If you are over the age of 21, it is illegal to drive a car with a blood alcohol content level at or above 0.08%, according to the State of California Department of Motor Vehicles. If a law enforcement officer arrests you for DUI for driving with a BAC level that meets or exceeds this legal limit, you could face many consequences for this infraction.
After your DUI arrest, the DMV can take action against you and suspend or revoke your right to drive. Once the arresting law enforcement officer submits a notice of suspension or revocation, the DMV will conduct a review of this report and determine whether to uphold the licensure consequences. In some cases, the DMV will determine that there is no basis for suspending or revoking your license, and you will receive notice in writing of this decision.
Requesting a hearing
The DMV will conduct an administrative review. If, after this, it upholds your license revocation or suspension, you can ask for a hearing to contest the decision. The purpose of this hearing is to prove that losing your right to drive during a revocation or suspension period is an unjustified action. You must do this within 10 days after you receive official notice of the revocation or suspension order.
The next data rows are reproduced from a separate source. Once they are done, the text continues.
//! Solver guesses and limits with typed references to earlier stages.
//!
//! A later tube's guesses are usually expressed relative to a speed found
//! upstream ("the shock-tube shock speed plus 2000 m/s"). Instead of parsing
//! strings, a guess is either a literal or a [`StageRef`] resolved through a
//! [`ReferenceLookup`] once the referenced stage has been evaluated.

use crate::error::{SolverError, SolverResult};
use crate::secant::{SecantConfig, ShockSpeedSolver};
use gp_core::{StageField, StageRole};

/// Reference to a computed quantity of another stage, plus an additive offset.
#[derive(Debug, Clone, Copy, PartialEq)]
pub struct StageRef {
    pub stage: StageRole,
    pub field: StageField,
    pub offset: f64,
}

impl StageRef {
    pub fn shock_speed(stage: StageRole, offset: f64) -> Self {
        Self {
            stage,
            field: StageField::ShockSpeed,
            offset,
        }
    }
}

/// Lookup of already-computed stage quantities.
pub trait ReferenceLookup {
    /// Value of `field` on the stage registered under `stage`, if that stage
    /// has been evaluated and exposes the field.
    fn stage_value(&self, stage: StageRole, field: StageField) -> Option<f64>;
}

/// Lookup with nothing registered.
impl ReferenceLookup for () {
    fn stage_value(&self, _stage: StageRole, _field: StageField) -> Option<f64> {
        None
    }
}

/// A solver guess or limit.
#[derive(Debug, Clone, Copy, PartialEq)]
pub enum GuessValue {
    Literal(f64),
    Reference(StageRef),
}

impl GuessValue {
    pub fn resolve(&self, lookup: &dyn ReferenceLookup) -> SolverResult<f64> {
        match self {
            GuessValue::Literal(v) => Ok(*v),
            GuessValue::Reference(r) => lookup
                .stage_value(r.stage, r.field)
                .map(|v| v + r.offset)
                .ok_or(SolverError::UnresolvedReference {
                    stage: r.stage,
                    field: r.field,
                }),
        }
    }

    pub fn reference(&self) -> Option<&StageRef> {
        match self {
            GuessValue::Literal(_) => None,
            GuessValue::Reference(r) => Some(r),
        }
    }
}

impl From<f64> for GuessValue {
    fn from(v: f64) -> Self {
        GuessValue::Literal(v)
    }
}

impl From<StageRef> for GuessValue {
    fn from(r: StageRef) -> Self {
        GuessValue::Reference(r)
    }
}

/// Unresolved solver inputs for one tube.
#[derive(Debug, Clone, PartialEq)]
pub struct ShockSpeedGuesses {
    pub guess_1: GuessValue,
    pub guess_2: GuessValue,
    pub lower_limit: GuessValue,
    pub upper_limit: GuessValue,
    pub config: SecantConfig,
}

impl ShockSpeedGuesses {
    /// All references, for static checking before evaluation.
    pub fn references(&self) -> impl Iterator<Item = &StageRef> + '_ {
        [
            &self.guess_1,
            &self.guess_2,
            &self.lower_limit,
            &self.upper_limit,
        ]
        .into_iter()
        .filter_map(GuessValue::reference)
    }

    /// Resolve every guess and limit into a ready-to-run solver.
    pub fn resolve(&self, lookup: &dyn ReferenceLookup) -> SolverResult<ShockSpeedSolver> {
        let g1 = self.guess_1.resolve(lookup)?;
        let g2 = self.guess_2.resolve(lookup)?;
        let lo = self.lower_limit.resolve(lookup)?;
        let hi = self.upper_limit.resolve(lookup)?;
        Ok(ShockSpeedSolver::new((g1, g2), (lo, hi), self.config))
    }
}
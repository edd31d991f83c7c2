//! Gas identity: what a facility section is filled with.

use crate::composition::Composition;
use crate::error::{GasError, GasResult};
use crate::species::Species;

/// How the thermodynamic constants of a gas are obtained.
#[derive(Debug, Clone, PartialEq)]
pub enum GasKind {
    /// Ideal mixture of tabulated species.
    Mixture(Composition),
    /// User-supplied ratio of specific heats and specific gas constant [J/(kg·K)].
    Custom { gamma: f64, r: f64 },
}

/// Named gas used to fill a facility section.
#[derive(Debug, Clone, PartialEq)]
pub struct Gas {
    name: String,
    kind: GasKind,
}

impl Gas {
    /// Pure gas from the species table.
    pub fn pure(species: Species) -> Self {
        Self {
            name: species.name().to_string(),
            kind: GasKind::Mixture(Composition::pure(species)),
        }
    }

    /// Named ideal mixture.
    pub fn mixture(name: impl Into<String>, composition: Composition) -> Self {
        Self {
            name: name.into(),
            kind: GasKind::Mixture(composition),
        }
    }

    /// Gas with user-supplied constants.
    pub fn custom(name: impl Into<String>, gamma: f64, r: f64) -> GasResult<Self> {
        if !gamma.is_finite() || gamma <= 1.0 {
            return Err(GasError::NonPhysical {
                what: "custom gas gamma must be finite and > 1",
            });
        }
        if !r.is_finite() || r <= 0.0 {
            return Err(GasError::NonPhysical {
                what: "custom gas constant must be positive and finite",
            });
        }
        Ok(Self {
            name: name.into(),
            kind: GasKind::Custom { gamma, r },
        })
    }

    pub fn name(&self) -> &str {
        &self.name
    }

    pub fn kind(&self) -> &GasKind {
        &self.kind
    }
}
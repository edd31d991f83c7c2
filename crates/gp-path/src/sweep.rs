//! Independent facility evaluations run in parallel.
//!
//! Each point builds its own [`FacilityConfig`] and evaluates its own
//! [`GasPath`]; nothing is shared between points except the gas model.

use rayon::prelude::*;
use tracing::warn;

use crate::config::FacilityConfig;
use crate::error::PathResult;
use crate::gas_path::GasPath;
use gp_gas::GasModel;

/// Outcome of one sweep point.
#[derive(Debug)]
pub struct SweepPoint<V> {
    pub value: V,
    pub result: PathResult<GasPath>,
}

/// Evaluate one gas path per value on the rayon pool.
///
/// `build` turns a sweep value into a configuration. Failures are reported
/// per point; results come back in the order of `values`.
pub fn run_sweep<V, F>(values: &[V], build: F, model: &dyn GasModel) -> Vec<SweepPoint<V>>
where
    V: Clone + Send + Sync,
    F: Fn(&V) -> PathResult<FacilityConfig> + Sync,
{
    values
        .par_iter()
        .map(|value| {
            let result = build(value).and_then(|config| GasPath::evaluate(&config, model));
            if let Err(e) = &result {
                warn!(error = %e, "sweep point failed");
            }
            SweepPoint {
                value: value.clone(),
                result,
            }
        })
        .collect()
}

/// Sweep a single typed field of a base configuration.
pub fn vary<V, A>(
    base: &FacilityConfig,
    values: &[V],
    apply: A,
    model: &dyn GasModel,
) -> Vec<SweepPoint<V>>
where
    V: Clone + Send + Sync,
    A: Fn(&mut FacilityConfig, &V) + Sync,
{
    run_sweep(
        values,
        |value| {
            let mut config = base.clone();
            apply(&mut config, value);
            Ok(config)
        },
        model,
    )
}
//! Error types for solver operations.

use gp_core::{StageField, StageRole};
use gp_gas::GasError;
use thiserror::Error;

/// Errors that can occur while solving.
#[derive(Error, Debug, Clone, PartialEq)]
pub enum SolverError {
    #[error("Convergence failed after {iterations} iterations: {what}")]
    ConvergenceFailed { what: String, iterations: usize },

    #[error("Residual evaluation failed at {at}: {what}")]
    ResidualFailed { at: f64, what: String },

    #[error("Unresolved reference to {field} of {stage}")]
    UnresolvedReference { stage: StageRole, field: StageField },

    #[error("Invalid solver input: {what}")]
    InvalidInput { what: &'static str },

    #[error("Gas model error: {0}")]
    Gas(#[from] GasError),
}

pub type SolverResult<T> = Result<T, SolverError>;

impl SolverError {
    /// True for failures of the iteration itself (cap reached, bad bracket,
    /// non-physical residual evaluation).
    pub fn is_convergence(&self) -> bool {
        matches!(
            self,
            SolverError::ConvergenceFailed { .. } | SolverError::ResidualFailed { .. }
        )
    }
}
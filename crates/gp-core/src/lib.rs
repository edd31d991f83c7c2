//! gp-core: stable foundation for gaspath.
//!
//! Contains:
//! - units (uom SI types + constructors)
//! - numeric (Real + float helpers)
//! - roles (stage roles and referenceable stage fields)
//! - error (shared error types)

pub mod error;
pub mod numeric;
pub mod roles;
pub mod units;

// Re-exports: nice ergonomics for downstream crates
pub use error::{CoreError, CoreResult};
pub use numeric::*;
pub use roles::{StageField, StageKind, StageRole};
pub use units::*;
If you need your driver’s license to get to and from work, you cannot make this request at the hearing. Instead, you must submit an official application for a restricted license separately at a DMV office.
Getting your license back
When arresting you for DUI, the law enforcement officer overseeing the process will confiscate your driver’s license. When the suspension or revocation period of your driver’s license expires, the DMV will return your license to you.
To complete this process, the DMV requires that you pay a $125 reissue fee. If you are under the age of 21, this reissue fee is $100.